When my wife was diagnosed with breast cancer, we ate well. Mary Beth and I had both read the terrifying pathology report of a tumor the size of an olive. The surgical digging for lymph nodes was followed by months of radiation. We ate very well.
Friends drove Mary Beth to her radiation sessions and sometimes to her favorite ice cream shop on the half-hour drive back from the hospital. She always ordered a chocolate malt. Extra thick.
Our family feasted for months on the lovingly prepared dishes brought by friends from work and church and the neighborhood: chicken breasts encrusted with parmesan, covered safely in tin foil; pots of thick soup with hearty bread; bubbling pans of lasagna and macaroni and cheese. There were warm home-baked rolls in tea towel–covered baskets, ham with dark baked pineapple rings, scalloped potatoes, and warm pies overflowing with the syrups of cherries or apples.
Leftovers piled up in the refrigerator, and soon the freezer filled up too, this tsunami of food offerings an edible symbol of our community’s abundant generosity.
Although few said the word breast unless it belonged to a chicken, many friends were familiar with the word cancer and said it often, without flinching. They asked how we were doing, sent notes and cards, passed along things they’d read about treatments and medications, emailed links to good recovery websites and the titles of helpful books, called frequently, placed gentle if tentative hands on shoulders, spoke in low and warm tones, wondered if we had enough food. The phrase we heard most was: “If there’s anything I can do ... ”
In the following months, after Mary Beth had begun speaking in full sentences again and could stay awake for an entire meal, the stored foods in the freezer ran out, and we began cooking on our own again.
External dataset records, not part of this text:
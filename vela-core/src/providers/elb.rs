//! Load balancing resource schema definitions

use crate::schema::{AttributeSchema, AttributeType, ResourceSchema, types};

use super::ec2::port_number;

fn web_protocol() -> AttributeType {
    AttributeType::Enum(vec!["HTTP".to_string(), "HTTPS".to_string()])
}

fn id_list() -> AttributeType {
    AttributeType::List(Box::new(types::resource_id()))
}

/// Where a listener sends the requests it receives
fn listener_action() -> AttributeType {
    AttributeType::Struct(vec![
        AttributeSchema::new(
            "type",
            AttributeType::Enum(vec!["forward".to_string(), "redirect".to_string()]),
        )
        .required(),
        AttributeSchema::new("target_group_arn", types::resource_id()),
        AttributeSchema::new(
            "redirect",
            AttributeType::Struct(vec![
                AttributeSchema::new("port", AttributeType::String).required(),
                AttributeSchema::new("protocol", web_protocol()).required(),
                AttributeSchema::new(
                    "status_code",
                    AttributeType::Enum(vec!["HTTP_301".to_string(), "HTTP_302".to_string()]),
                )
                .required(),
            ]),
        ),
    ])
}

pub fn load_balancer_schema() -> ResourceSchema {
    ResourceSchema::new("load_balancer")
        .with_description("An application or network load balancer")
        .attribute(AttributeSchema::new("name", AttributeType::String).required())
        .attribute(AttributeSchema::new(
            "load_balancer_type",
            AttributeType::Enum(vec!["application".to_string(), "network".to_string()]),
        ))
        .attribute(AttributeSchema::new("internal", AttributeType::Bool))
        .attribute(AttributeSchema::new("security_groups", id_list()))
        .attribute(
            AttributeSchema::new("subnets", id_list())
                .required()
                .with_description("Public subnets the load balancer listens in"),
        )
        .attribute(AttributeSchema::new(
            "enable_deletion_protection",
            AttributeType::Bool,
        ))
        .attribute(AttributeSchema::new("tags", types::tags()))
}

pub fn target_group_schema() -> ResourceSchema {
    ResourceSchema::new("target_group")
        .with_description("Targets a load balancer forwards requests to")
        .attribute(AttributeSchema::new("name", AttributeType::String).required())
        .attribute(AttributeSchema::new("port", port_number()).required())
        .attribute(AttributeSchema::new("protocol", web_protocol()).required())
        .attribute(AttributeSchema::new("vpc_id", types::resource_id()).required())
        .attribute(AttributeSchema::new("tags", types::tags()))
}

pub fn listener_schema() -> ResourceSchema {
    ResourceSchema::new("listener")
        .with_description("A port a load balancer accepts connections on")
        .attribute(AttributeSchema::new("load_balancer_arn", types::resource_id()).required())
        .attribute(AttributeSchema::new("port", port_number()).required())
        .attribute(AttributeSchema::new("protocol", web_protocol()).required())
        .attribute(AttributeSchema::new("ssl_policy", AttributeType::String))
        .attribute(AttributeSchema::new("certificate_arn", AttributeType::String))
        .attribute(
            AttributeSchema::new(
                "default_actions",
                AttributeType::List(Box::new(listener_action())),
            )
            .required(),
        )
}

pub fn target_group_attachment_schema() -> ResourceSchema {
    ResourceSchema::new("target_group_attachment")
        .with_description("Registers one target with a target group")
        .attribute(AttributeSchema::new("target_group_arn", types::resource_id()).required())
        .attribute(AttributeSchema::new("target_id", types::resource_id()).required())
        .attribute(AttributeSchema::new("port", port_number()))
}

pub fn schemas() -> Vec<ResourceSchema> {
    vec![
        load_balancer_schema(),
        target_group_schema(),
        listener_schema(),
        target_group_attachment_schema(),
    ]
}
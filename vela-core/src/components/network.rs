//! Network topology builder
//!
//! Expands a [`NetworkConfig`] into a VPC with per-zone public and private
//! subnets, an internet gateway, NAT gateways and route tables. Subnet blocks
//! are handed out sequentially: the Nth /24 of the parent block always goes
//! to the Nth subnet, so the same inputs always produce the same topology.

use std::collections::{BTreeMap, HashMap};
use std::fmt;

use serde::Deserialize;

use super::{Environment, TopologyError, owned_by};
use crate::cidr::AddressBlock;
use crate::resource::{Resource, Value};

/// Prefix length of every subnet carved from a network's address block
pub const SUBNET_PREFIX_V4: u8 = 24;

const DEFAULT_ROUTE: &str = "0.0.0.0/0";

fn default_az_count() -> usize {
    2
}

#[derive(Debug, Clone, PartialEq, Deserialize)]
#[serde(deny_unknown_fields)]
pub struct NetworkConfig {
    pub name: String,
    pub cidr_block: AddressBlock,
    #[serde(default = "default_az_count")]
    pub az_count: usize,
    /// Database-only shape: private subnets and a subnet group, no NAT
    #[serde(default)]
    pub rds_network: bool,
    #[serde(default)]
    pub tags: BTreeMap<String, String>,
}

impl NetworkConfig {
    pub fn new(name: impl Into<String>, cidr_block: AddressBlock) -> Self {
        Self {
            name: name.into(),
            cidr_block,
            az_count: default_az_count(),
            rds_network: false,
            tags: BTreeMap::new(),
        }
    }

    pub fn with_az_count(mut self, az_count: usize) -> Self {
        self.az_count = az_count;
        self
    }

    pub fn database_only(mut self) -> Self {
        self.rds_network = true;
        self
    }
}

#[derive(Debug, Clone, Copy, PartialEq, Eq, Hash)]
pub enum SubnetTier {
    Public,
    Private,
}

impl fmt::Display for SubnetTier {
    fn fmt(&self, f: &mut fmt::Formatter<'_>) -> fmt::Result {
        match self {
            SubnetTier::Public => write!(f, "public"),
            SubnetTier::Private => write!(f, "private"),
        }
    }
}

/// Placement of one subnet
#[derive(Debug, Clone, PartialEq)]
pub struct SubnetPlan {
    pub name: String,
    pub zone: String,
    pub cidr_block: AddressBlock,
    pub tier: SubnetTier,
}

/// A planned network and the resources it expands to
#[derive(Debug, Clone)]
pub struct Network {
    name: String,
    cidr_block: AddressBlock,
    subnets: Vec<SubnetPlan>,
    resources: Vec<Resource>,
    public_route_table: Option<String>,
    private_route_tables: Vec<(String, String)>,
    db_subnet_group: Option<String>,
}

impl Network {
    pub fn name(&self) -> &str {
        &self.name
    }

    pub fn cidr_block(&self) -> AddressBlock {
        self.cidr_block
    }

    pub fn vpc_binding(&self) -> String {
        format!("{}-vpc", self.name)
    }

    pub fn id(&self) -> Value {
        Value::id_of(self.vpc_binding())
    }

    pub fn public_subnet_ids(&self) -> Value {
        self.subnet_ids(SubnetTier::Public)
    }

    pub fn private_subnet_ids(&self) -> Value {
        self.subnet_ids(SubnetTier::Private)
    }

    fn subnet_ids(&self, tier: SubnetTier) -> Value {
        Value::List(
            self.subnets
                .iter()
                .filter(|s| s.tier == tier)
                .map(|s| Value::id_of(s.name.as_str()))
                .collect(),
        )
    }

    /// Name of the database subnet group, for database-only networks
    pub fn db_subnet_group_name(&self) -> Option<Value> {
        self.db_subnet_group
            .as_ref()
            .map(|binding| Value::ResourceRef(binding.clone(), "name".to_string()))
    }

    /// Binding of the shared public route table, if the network has one
    pub fn public_route_table(&self) -> Option<&str> {
        self.public_route_table.as_deref()
    }

    /// (zone, binding) of every private route table, in zone order
    pub fn private_route_tables(&self) -> &[(String, String)] {
        &self.private_route_tables
    }

    pub fn subnets(&self) -> &[SubnetPlan] {
        &self.subnets
    }

    pub fn resources(&self) -> &[Resource] {
        &self.resources
    }

    pub fn into_resources(self) -> Vec<Resource> {
        self.resources
    }

    /// Values published for other stacks, keyed by output name
    pub fn outputs(&self) -> Vec<(String, Value)> {
        let mut outputs = vec![
            ("vpc_id".to_string(), self.id()),
            ("public_subnet_ids".to_string(), self.public_subnet_ids()),
            ("private_subnet_ids".to_string(), self.private_subnet_ids()),
        ];
        if let Some(group) = self.db_subnet_group_name() {
            outputs.push(("db_subnet_group_name".to_string(), group));
        }
        outputs
    }
}
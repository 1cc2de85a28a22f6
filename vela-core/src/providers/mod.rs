//! Schemas for every resource type the components emit

pub mod ec2;
pub mod elb;
pub mod iam;
pub mod rds;

use std::collections::HashMap;

use crate::resource::{Resource, ResourceId};
use crate::schema::{ResourceSchema, TypeError};

/// All known schemas keyed by resource type
pub fn all_schemas() -> HashMap<String, ResourceSchema> {
    ec2::schemas()
        .into_iter()
        .chain(rds::schemas())
        .chain(iam::schemas())
        .chain(elb::schemas())
        .map(|s| (s.resource_type.clone(), s))
        .collect()
}

/// Type check resources, collecting every error
pub fn validate_resources(resources: &[Resource]) -> Result<(), Vec<(ResourceId, TypeError)>> {
    let schemas = all_schemas();
    let mut errors = Vec::new();

    for resource in resources {
        match schemas.get(&resource.id.resource_type) {
            Some(schema) => {
                if let Err(errs) = schema.validate(&resource.attributes) {
                    errors.extend(errs.into_iter().map(|e| (resource.id.clone(), e)));
                }
            }
            None => errors.push((
                resource.id.clone(),
                TypeError::UnknownResourceType {
                    name: resource.id.resource_type.clone(),
                },
            )),
        }
    }

    if errors.is_empty() {
        Ok(())
    } else {
        Err(errors)
    }
}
Our children, Nick and Maggie, sometimes complained jokingly about our daily fare. “Someone should get cancer so we can eat better food,” they’d say. And we actually laughed.
* * *
Almost a decade later, our daughter, Maggie, was admitted to a psychiatric hospital and diagnosed with bipolar disorder, following years of secret alcohol and drug abuse.
No warm casseroles.
At 19, she was arrested for drug possession, faced a judge, and was placed on a probation program. Before her hearings, we ate soup and grilled cheese in a restaurant near the courthouse, mere booths away from the lawyers, police officers, and court clerks she might later see.
No scalloped potatoes in tinfoil pans.
Maggie was disciplined by her college for breaking the drug and alcohol rules. She began an outpatient recovery program. She took a medical leave from school. She was admitted to a psychiatric hospital, diagnosed, released. She began years of counseling, recovery meetings, and intensive outpatient rehabilitation. She lived in a recovery house, relapsed, then spent seven weeks in a drug and alcohol addiction treatment center.
No soup, no homemade loaves of bread.